**WHAT YOU WILL DO:**
Report each line of the listing that carries the word "StoreUnavailable".

**DATA FOR THIS TASK:**
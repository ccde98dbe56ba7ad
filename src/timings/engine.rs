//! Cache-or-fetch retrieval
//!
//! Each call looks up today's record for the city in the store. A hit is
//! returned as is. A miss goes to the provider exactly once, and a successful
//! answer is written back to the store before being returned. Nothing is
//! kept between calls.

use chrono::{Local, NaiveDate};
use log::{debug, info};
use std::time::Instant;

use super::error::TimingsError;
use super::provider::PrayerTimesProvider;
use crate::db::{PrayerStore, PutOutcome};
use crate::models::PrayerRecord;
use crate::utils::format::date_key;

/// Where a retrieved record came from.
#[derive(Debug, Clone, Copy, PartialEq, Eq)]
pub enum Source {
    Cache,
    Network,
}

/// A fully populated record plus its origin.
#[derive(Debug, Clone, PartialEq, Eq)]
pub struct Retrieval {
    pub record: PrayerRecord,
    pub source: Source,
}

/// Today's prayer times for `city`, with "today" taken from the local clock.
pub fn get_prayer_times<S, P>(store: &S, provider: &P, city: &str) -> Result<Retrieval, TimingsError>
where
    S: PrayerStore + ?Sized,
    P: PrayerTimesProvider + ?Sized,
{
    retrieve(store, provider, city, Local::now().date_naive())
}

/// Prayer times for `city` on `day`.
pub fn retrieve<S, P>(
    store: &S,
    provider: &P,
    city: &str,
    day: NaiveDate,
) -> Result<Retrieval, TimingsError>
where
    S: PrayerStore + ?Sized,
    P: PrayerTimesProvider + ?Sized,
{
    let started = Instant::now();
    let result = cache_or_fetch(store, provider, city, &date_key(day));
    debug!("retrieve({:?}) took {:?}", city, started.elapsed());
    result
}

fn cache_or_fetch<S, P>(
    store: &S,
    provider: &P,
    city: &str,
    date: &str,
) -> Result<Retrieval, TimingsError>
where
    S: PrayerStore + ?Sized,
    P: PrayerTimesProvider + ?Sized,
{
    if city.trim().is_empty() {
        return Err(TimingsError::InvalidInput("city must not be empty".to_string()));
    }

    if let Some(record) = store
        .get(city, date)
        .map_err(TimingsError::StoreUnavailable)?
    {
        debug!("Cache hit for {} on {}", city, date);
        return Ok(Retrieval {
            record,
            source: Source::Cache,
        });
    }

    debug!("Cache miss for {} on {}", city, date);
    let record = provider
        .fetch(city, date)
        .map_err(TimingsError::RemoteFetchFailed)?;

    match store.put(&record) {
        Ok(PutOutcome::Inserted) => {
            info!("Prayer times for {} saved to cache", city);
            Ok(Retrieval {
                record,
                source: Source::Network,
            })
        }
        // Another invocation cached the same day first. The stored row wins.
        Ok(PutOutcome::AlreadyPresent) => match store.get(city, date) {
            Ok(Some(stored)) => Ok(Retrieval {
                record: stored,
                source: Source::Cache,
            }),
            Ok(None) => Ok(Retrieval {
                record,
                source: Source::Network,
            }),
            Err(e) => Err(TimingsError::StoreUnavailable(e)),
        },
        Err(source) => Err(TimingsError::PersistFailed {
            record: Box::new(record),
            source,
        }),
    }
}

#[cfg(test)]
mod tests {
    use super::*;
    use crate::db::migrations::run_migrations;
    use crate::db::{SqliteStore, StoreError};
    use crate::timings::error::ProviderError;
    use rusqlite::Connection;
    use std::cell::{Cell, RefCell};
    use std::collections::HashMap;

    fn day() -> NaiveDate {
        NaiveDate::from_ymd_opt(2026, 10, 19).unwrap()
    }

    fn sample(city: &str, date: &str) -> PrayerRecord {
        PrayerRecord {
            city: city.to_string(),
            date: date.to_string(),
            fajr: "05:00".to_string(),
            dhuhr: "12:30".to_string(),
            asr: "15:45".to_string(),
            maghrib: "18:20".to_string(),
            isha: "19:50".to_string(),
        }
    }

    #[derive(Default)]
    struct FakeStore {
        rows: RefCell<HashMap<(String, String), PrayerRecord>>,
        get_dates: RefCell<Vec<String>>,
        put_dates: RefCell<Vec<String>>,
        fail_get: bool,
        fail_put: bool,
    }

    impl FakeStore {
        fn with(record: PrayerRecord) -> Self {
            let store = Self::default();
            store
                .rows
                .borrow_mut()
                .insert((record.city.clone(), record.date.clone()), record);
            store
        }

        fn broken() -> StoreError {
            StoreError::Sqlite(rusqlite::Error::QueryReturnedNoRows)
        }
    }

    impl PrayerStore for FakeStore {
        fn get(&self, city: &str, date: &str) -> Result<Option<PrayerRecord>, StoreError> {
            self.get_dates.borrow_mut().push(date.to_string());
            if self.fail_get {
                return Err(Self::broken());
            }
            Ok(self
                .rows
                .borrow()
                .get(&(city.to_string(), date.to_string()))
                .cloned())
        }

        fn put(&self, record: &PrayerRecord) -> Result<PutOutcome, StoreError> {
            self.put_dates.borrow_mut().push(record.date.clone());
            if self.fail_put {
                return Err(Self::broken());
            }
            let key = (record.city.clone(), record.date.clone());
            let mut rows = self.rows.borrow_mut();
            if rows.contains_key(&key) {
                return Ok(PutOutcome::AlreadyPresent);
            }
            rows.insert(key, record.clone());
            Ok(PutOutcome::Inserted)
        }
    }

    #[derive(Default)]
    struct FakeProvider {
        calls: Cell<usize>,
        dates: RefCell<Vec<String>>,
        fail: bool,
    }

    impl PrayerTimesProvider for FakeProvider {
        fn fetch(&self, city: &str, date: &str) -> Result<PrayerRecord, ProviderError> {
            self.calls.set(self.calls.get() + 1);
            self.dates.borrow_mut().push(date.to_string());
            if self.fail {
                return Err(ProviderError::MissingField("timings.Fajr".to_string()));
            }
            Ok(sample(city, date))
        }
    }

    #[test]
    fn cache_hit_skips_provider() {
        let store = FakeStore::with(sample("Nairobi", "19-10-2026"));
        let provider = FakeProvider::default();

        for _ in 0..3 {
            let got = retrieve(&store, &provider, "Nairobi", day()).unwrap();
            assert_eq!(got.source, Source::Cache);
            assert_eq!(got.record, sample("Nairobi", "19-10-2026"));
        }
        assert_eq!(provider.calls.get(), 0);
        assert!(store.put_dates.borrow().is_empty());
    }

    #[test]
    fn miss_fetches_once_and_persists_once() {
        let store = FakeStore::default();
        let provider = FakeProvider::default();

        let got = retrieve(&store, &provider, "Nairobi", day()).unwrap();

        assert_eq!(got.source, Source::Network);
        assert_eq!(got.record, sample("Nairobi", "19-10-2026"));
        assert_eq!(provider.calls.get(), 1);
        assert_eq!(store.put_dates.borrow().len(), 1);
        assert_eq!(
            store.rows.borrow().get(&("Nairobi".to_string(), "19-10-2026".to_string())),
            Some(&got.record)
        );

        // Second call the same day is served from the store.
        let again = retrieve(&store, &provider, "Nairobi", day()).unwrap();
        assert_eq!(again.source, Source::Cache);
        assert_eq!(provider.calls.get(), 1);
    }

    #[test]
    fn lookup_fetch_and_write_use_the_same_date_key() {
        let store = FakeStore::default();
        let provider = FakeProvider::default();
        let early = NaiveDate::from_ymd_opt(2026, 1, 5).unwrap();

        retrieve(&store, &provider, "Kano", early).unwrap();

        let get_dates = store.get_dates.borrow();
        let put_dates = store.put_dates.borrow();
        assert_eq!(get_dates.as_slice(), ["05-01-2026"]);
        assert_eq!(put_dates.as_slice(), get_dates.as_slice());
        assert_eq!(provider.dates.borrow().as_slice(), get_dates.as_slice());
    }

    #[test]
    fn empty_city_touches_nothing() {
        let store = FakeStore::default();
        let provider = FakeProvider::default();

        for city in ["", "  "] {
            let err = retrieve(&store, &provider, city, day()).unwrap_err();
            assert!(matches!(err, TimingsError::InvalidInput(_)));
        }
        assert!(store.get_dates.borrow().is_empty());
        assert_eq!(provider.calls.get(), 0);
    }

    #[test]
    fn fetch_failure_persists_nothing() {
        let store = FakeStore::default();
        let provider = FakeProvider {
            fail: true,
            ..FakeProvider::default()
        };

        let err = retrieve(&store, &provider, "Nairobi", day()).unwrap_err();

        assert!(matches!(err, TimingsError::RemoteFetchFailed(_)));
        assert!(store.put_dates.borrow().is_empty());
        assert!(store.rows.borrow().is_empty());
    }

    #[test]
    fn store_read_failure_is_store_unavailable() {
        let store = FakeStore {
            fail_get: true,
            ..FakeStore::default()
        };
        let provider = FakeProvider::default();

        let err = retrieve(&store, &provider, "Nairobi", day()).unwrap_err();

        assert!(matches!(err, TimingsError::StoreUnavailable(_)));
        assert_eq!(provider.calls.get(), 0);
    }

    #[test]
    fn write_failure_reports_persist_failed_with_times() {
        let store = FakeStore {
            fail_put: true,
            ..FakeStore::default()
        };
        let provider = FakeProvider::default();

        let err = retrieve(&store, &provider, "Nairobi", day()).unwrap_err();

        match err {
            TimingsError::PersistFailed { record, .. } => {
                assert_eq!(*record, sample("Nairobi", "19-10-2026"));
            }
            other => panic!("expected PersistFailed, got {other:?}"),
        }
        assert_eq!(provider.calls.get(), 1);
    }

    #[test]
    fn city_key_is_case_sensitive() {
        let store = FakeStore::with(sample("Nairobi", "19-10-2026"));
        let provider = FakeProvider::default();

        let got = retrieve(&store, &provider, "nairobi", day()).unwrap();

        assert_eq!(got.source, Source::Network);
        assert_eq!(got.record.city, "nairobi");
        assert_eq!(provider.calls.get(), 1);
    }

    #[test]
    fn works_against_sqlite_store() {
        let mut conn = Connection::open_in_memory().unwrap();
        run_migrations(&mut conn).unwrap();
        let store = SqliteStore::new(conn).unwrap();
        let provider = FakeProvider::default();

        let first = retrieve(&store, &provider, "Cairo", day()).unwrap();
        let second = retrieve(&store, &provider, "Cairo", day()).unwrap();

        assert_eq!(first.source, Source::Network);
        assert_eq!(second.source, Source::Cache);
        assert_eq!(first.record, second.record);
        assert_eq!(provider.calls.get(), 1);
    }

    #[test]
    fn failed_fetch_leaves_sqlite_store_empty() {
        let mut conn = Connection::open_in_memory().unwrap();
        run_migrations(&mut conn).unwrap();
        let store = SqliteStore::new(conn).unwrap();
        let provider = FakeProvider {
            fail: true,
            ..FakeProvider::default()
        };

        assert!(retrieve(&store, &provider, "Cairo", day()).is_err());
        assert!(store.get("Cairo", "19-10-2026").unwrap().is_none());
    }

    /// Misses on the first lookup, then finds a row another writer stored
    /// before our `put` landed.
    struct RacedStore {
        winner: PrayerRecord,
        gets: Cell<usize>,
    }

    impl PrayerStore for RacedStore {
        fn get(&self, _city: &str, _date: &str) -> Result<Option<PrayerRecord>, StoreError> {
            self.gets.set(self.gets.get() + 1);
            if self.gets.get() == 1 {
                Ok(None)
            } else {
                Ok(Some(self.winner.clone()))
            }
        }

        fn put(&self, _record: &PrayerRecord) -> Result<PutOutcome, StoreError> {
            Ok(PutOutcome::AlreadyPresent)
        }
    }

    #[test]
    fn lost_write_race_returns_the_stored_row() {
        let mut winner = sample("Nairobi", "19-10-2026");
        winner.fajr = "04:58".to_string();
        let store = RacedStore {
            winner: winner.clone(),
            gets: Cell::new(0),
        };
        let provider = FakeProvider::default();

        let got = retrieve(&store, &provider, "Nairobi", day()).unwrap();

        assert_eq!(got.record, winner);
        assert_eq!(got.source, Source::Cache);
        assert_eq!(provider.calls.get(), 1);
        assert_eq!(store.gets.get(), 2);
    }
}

==

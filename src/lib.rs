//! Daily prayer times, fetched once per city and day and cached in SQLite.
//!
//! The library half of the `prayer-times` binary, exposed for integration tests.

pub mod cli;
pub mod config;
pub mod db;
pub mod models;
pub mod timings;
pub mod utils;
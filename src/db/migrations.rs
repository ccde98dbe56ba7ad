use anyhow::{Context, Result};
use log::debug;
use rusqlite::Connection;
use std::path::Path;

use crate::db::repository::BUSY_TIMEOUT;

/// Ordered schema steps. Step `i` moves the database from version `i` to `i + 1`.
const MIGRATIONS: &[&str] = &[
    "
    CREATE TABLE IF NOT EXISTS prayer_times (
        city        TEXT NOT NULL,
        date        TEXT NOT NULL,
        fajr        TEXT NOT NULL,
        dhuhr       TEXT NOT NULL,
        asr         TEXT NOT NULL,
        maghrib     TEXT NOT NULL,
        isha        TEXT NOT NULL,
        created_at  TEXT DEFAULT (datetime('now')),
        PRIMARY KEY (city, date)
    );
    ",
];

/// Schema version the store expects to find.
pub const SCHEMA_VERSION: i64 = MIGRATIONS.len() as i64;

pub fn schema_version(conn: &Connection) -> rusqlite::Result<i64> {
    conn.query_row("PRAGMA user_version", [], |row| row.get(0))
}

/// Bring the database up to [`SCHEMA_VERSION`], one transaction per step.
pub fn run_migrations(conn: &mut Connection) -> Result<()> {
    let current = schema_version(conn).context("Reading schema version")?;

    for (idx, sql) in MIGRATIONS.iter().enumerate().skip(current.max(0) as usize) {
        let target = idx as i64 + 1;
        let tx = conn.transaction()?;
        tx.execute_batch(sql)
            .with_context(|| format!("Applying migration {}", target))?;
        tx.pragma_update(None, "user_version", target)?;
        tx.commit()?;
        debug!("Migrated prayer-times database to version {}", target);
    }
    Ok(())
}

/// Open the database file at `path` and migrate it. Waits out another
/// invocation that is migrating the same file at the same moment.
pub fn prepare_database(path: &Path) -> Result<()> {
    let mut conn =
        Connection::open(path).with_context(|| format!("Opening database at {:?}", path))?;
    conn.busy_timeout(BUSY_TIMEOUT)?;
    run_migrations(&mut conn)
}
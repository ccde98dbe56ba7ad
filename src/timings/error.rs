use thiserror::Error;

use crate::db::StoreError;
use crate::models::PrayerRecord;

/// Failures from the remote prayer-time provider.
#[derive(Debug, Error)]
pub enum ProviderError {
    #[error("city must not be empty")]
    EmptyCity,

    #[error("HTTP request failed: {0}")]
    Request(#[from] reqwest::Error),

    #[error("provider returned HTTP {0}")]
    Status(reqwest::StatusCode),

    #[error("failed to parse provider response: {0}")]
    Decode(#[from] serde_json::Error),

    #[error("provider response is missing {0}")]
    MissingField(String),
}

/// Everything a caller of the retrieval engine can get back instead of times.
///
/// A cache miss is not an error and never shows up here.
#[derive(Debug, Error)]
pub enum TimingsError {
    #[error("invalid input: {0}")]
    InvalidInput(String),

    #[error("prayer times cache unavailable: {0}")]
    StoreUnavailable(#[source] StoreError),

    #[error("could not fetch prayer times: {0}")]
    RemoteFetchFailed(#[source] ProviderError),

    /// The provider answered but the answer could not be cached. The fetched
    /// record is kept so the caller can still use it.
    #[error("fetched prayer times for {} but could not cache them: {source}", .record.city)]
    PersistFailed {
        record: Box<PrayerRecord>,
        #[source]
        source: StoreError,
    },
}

* * *

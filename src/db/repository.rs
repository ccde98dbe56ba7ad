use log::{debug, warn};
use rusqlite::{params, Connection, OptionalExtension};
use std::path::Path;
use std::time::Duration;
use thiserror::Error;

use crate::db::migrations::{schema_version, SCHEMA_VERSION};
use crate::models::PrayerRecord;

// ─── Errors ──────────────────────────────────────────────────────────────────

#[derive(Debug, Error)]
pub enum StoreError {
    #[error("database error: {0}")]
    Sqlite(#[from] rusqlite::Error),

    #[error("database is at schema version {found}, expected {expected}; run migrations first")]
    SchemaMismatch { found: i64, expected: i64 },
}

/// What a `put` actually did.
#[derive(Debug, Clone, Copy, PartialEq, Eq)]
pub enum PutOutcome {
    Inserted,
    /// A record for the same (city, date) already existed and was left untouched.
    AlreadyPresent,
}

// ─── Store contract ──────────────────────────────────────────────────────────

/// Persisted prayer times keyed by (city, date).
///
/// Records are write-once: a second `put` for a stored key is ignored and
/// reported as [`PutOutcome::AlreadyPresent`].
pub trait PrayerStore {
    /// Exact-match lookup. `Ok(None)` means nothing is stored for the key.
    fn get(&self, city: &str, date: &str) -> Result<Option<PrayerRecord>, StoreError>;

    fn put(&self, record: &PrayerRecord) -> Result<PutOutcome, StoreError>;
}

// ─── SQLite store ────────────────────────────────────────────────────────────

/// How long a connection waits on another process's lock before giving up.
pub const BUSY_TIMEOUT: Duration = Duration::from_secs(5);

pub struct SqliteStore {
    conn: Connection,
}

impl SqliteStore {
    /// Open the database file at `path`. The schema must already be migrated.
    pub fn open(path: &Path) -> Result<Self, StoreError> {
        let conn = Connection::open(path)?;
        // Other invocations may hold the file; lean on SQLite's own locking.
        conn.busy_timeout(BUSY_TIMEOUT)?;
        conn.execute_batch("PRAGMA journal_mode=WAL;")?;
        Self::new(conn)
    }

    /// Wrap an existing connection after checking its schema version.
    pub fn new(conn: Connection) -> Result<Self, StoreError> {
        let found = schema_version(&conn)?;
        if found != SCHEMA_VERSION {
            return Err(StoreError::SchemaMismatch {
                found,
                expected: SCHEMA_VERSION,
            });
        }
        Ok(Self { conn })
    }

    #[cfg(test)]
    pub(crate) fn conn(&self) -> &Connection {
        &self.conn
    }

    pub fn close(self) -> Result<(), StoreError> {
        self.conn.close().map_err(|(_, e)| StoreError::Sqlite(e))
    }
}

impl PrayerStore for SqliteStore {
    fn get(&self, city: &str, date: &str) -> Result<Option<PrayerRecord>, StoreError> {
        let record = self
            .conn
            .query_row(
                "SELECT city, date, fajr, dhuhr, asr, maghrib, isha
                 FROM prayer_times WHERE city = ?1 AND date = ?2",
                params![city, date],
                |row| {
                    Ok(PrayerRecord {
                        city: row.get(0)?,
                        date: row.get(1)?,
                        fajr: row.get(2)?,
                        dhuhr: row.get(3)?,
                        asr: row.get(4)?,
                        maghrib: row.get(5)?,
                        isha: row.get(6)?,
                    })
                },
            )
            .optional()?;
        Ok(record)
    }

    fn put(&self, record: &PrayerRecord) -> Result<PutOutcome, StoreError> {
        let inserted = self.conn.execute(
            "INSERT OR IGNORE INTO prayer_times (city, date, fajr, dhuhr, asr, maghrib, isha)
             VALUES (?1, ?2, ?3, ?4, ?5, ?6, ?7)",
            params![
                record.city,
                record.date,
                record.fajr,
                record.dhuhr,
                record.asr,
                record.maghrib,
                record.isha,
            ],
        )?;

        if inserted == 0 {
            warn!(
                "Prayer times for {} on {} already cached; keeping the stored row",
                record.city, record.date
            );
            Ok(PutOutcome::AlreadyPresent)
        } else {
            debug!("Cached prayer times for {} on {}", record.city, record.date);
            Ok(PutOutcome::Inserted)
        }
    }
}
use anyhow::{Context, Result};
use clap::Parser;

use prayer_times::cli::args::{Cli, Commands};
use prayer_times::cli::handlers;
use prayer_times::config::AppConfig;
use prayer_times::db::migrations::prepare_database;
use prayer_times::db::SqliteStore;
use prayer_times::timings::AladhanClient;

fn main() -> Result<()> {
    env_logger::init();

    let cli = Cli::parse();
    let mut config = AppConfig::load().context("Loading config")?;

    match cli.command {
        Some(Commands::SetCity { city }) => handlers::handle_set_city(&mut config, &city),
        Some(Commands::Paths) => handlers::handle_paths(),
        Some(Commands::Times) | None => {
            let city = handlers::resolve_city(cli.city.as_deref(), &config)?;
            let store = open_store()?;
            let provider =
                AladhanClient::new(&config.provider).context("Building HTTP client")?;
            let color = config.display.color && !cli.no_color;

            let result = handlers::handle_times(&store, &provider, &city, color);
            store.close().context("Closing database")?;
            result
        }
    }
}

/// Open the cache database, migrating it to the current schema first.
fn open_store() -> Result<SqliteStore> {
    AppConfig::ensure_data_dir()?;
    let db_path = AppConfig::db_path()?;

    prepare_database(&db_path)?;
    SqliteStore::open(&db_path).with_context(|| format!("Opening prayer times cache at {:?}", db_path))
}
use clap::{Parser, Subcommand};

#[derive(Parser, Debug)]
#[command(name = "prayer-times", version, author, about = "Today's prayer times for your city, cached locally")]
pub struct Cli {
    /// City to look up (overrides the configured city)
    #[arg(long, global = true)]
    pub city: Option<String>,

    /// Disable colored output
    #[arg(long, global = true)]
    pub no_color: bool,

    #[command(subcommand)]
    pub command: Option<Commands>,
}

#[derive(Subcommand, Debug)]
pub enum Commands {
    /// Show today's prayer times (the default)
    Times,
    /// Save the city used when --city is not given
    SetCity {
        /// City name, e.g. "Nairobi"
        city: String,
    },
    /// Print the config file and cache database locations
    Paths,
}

**ANSWER FOR THIS EXERCISE:**
        .map_err(TimingsError::StoreUnavailable)?
            Err(e) => Err(TimingsError::StoreUnavailable(e)),
        assert!(matches!(err, TimingsError::StoreUnavailable(_)));
    StoreUnavailable(#[source] StoreError),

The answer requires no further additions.